Action item. Below are the records; copy out every line that holds the word "Value".

Records provided.
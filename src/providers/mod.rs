//! Provider interfaces for tool, resource, and prompt collaborators.
//!
//! The protocol engine routes `tools/*`, `resources/*`, and `prompts/*`
//! methods to these traits; their internal logic is outside the engine's
//! concern. Providers are explicit instances injected at server
//! construction and shared by reference — no global registries.

use async_trait::async_trait;
use serde::{Deserialize, Serialize};
use serde_json::Value;

use crate::protocol::jsonrpc::dispatcher::RequestContext;
use crate::protocol::jsonrpc::error::JsonRpcError;

pub mod builtin;

/// One block of tool output content.
#[derive(Debug, Clone, Serialize, Deserialize, PartialEq)]
#[serde(tag = "type", rename_all = "lowercase")]
pub enum ContentBlock {
    /// Plain text content.
    Text {
        /// The text payload.
        text: String,
    },
}

impl ContentBlock {
    /// Convenience constructor for text content.
    pub fn text(text: impl Into<String>) -> Self {
        ContentBlock::Text { text: text.into() }
    }
}

/// Result of a tool invocation.
#[derive(Debug, Clone, Serialize, Deserialize)]
pub struct ToolOutput {
    /// Content blocks produced by the tool.
    pub content: Vec<ContentBlock>,

    /// Whether the tool reports a domain-level failure. Distinct from a
    /// protocol error: the response is still a success envelope.
    #[serde(rename = "isError")]
    pub is_error: bool,
}

impl ToolOutput {
    /// A successful text output.
    pub fn text(text: impl Into<String>) -> Self {
        Self {
            content: vec![ContentBlock::text(text)],
            is_error: false,
        }
    }

    /// A tool-level error carried as content.
    pub fn error(text: impl Into<String>) -> Self {
        Self {
            content: vec![ContentBlock::text(text)],
            is_error: true,
        }
    }
}

/// Descriptor of one tool, as listed by `tools/list`.
#[derive(Debug, Clone, Serialize, Deserialize)]
pub struct ToolDescriptor {
    /// Tool name, the key used in `tools/call`.
    pub name: String,

    /// Human-readable description.
    pub description: String,

    /// JSON Schema of the tool's arguments.
    #[serde(rename = "inputSchema")]
    pub input_schema: Value,
}

/// Tool collaborator invoked by `tools/list` and `tools/call`.
#[async_trait]
pub trait ToolProvider: Send + Sync {
    /// Lists the available tools.
    fn list(&self) -> Vec<ToolDescriptor>;

    /// Invokes a tool by name.
    ///
    /// The context carries the request id and, for cancellable dispatches,
    /// the cancellation token for cooperative polling.
    async fn call(
        &self,
        name: &str,
        arguments: Value,
        ctx: &RequestContext,
    ) -> Result<ToolOutput, JsonRpcError>;
}

/// Descriptor of one resource, as listed by `resources/list`.
#[derive(Debug, Clone, Serialize, Deserialize)]
pub struct ResourceDescriptor {
    /// Resource URI, the key used in `resources/read`.
    pub uri: String,

    /// Human-readable name.
    pub name: String,

    /// MIME type of the contents.
    #[serde(rename = "mimeType")]
    pub mime_type: String,
}

/// Contents returned by `resources/read`.
#[derive(Debug, Clone, Serialize, Deserialize)]
pub struct ResourceContents {
    /// URI of the resource read.
    pub uri: String,

    /// MIME type of the contents.
    #[serde(rename = "mimeType")]
    pub mime_type: String,

    /// Text contents.
    pub text: String,
}

/// Resource collaborator behind the `resources/*` methods.
#[async_trait]
pub trait ResourceProvider: Send + Sync {
    /// Lists the available resources.
    fn list(&self) -> Vec<ResourceDescriptor>;

    /// Reads a resource by URI.
    async fn read(&self, uri: &str) -> Result<ResourceContents, JsonRpcError>;

    /// Subscribes the connection to change notifications for a URI.
    async fn subscribe(&self, uri: &str) -> Result<(), JsonRpcError>;

    /// Removes a subscription for a URI.
    async fn unsubscribe(&self, uri: &str) -> Result<(), JsonRpcError>;
}

/// Descriptor of one prompt, as listed by `prompts/list`.
#[derive(Debug, Clone, Serialize, Deserialize)]
pub struct PromptDescriptor {
    /// Prompt name, the key used in `prompts/get`.
    pub name: String,

    /// Human-readable description.
    pub description: String,
}

/// One message of an expanded prompt.
#[derive(Debug, Clone, Serialize, Deserialize)]
pub struct PromptMessage {
    /// Speaker role, "user" or "assistant".
    pub role: String,

    /// Message content block.
    pub content: ContentBlock,
}

/// Expanded prompt returned by `prompts/get`.
#[derive(Debug, Clone, Serialize, Deserialize)]
pub struct PromptContent {
    /// Description of the prompt.
    pub description: String,

    /// The prompt messages in order.
    pub messages: Vec<PromptMessage>,
}

/// Prompt collaborator behind the `prompts/*` methods.
#[async_trait]
pub trait PromptProvider: Send + Sync {
    /// Lists the available prompts.
    fn list(&self) -> Vec<PromptDescriptor>;

    /// Expands a prompt by name with optional arguments.
    async fn get(&self, name: &str, arguments: Value) -> Result<PromptContent, JsonRpcError>;
}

Final answer.
use serde_json::Value;
    pub input_schema: Value,
        arguments: Value,
    async fn get(&self, name: &str, arguments: Value) -> Result<PromptContent, JsonRpcError>;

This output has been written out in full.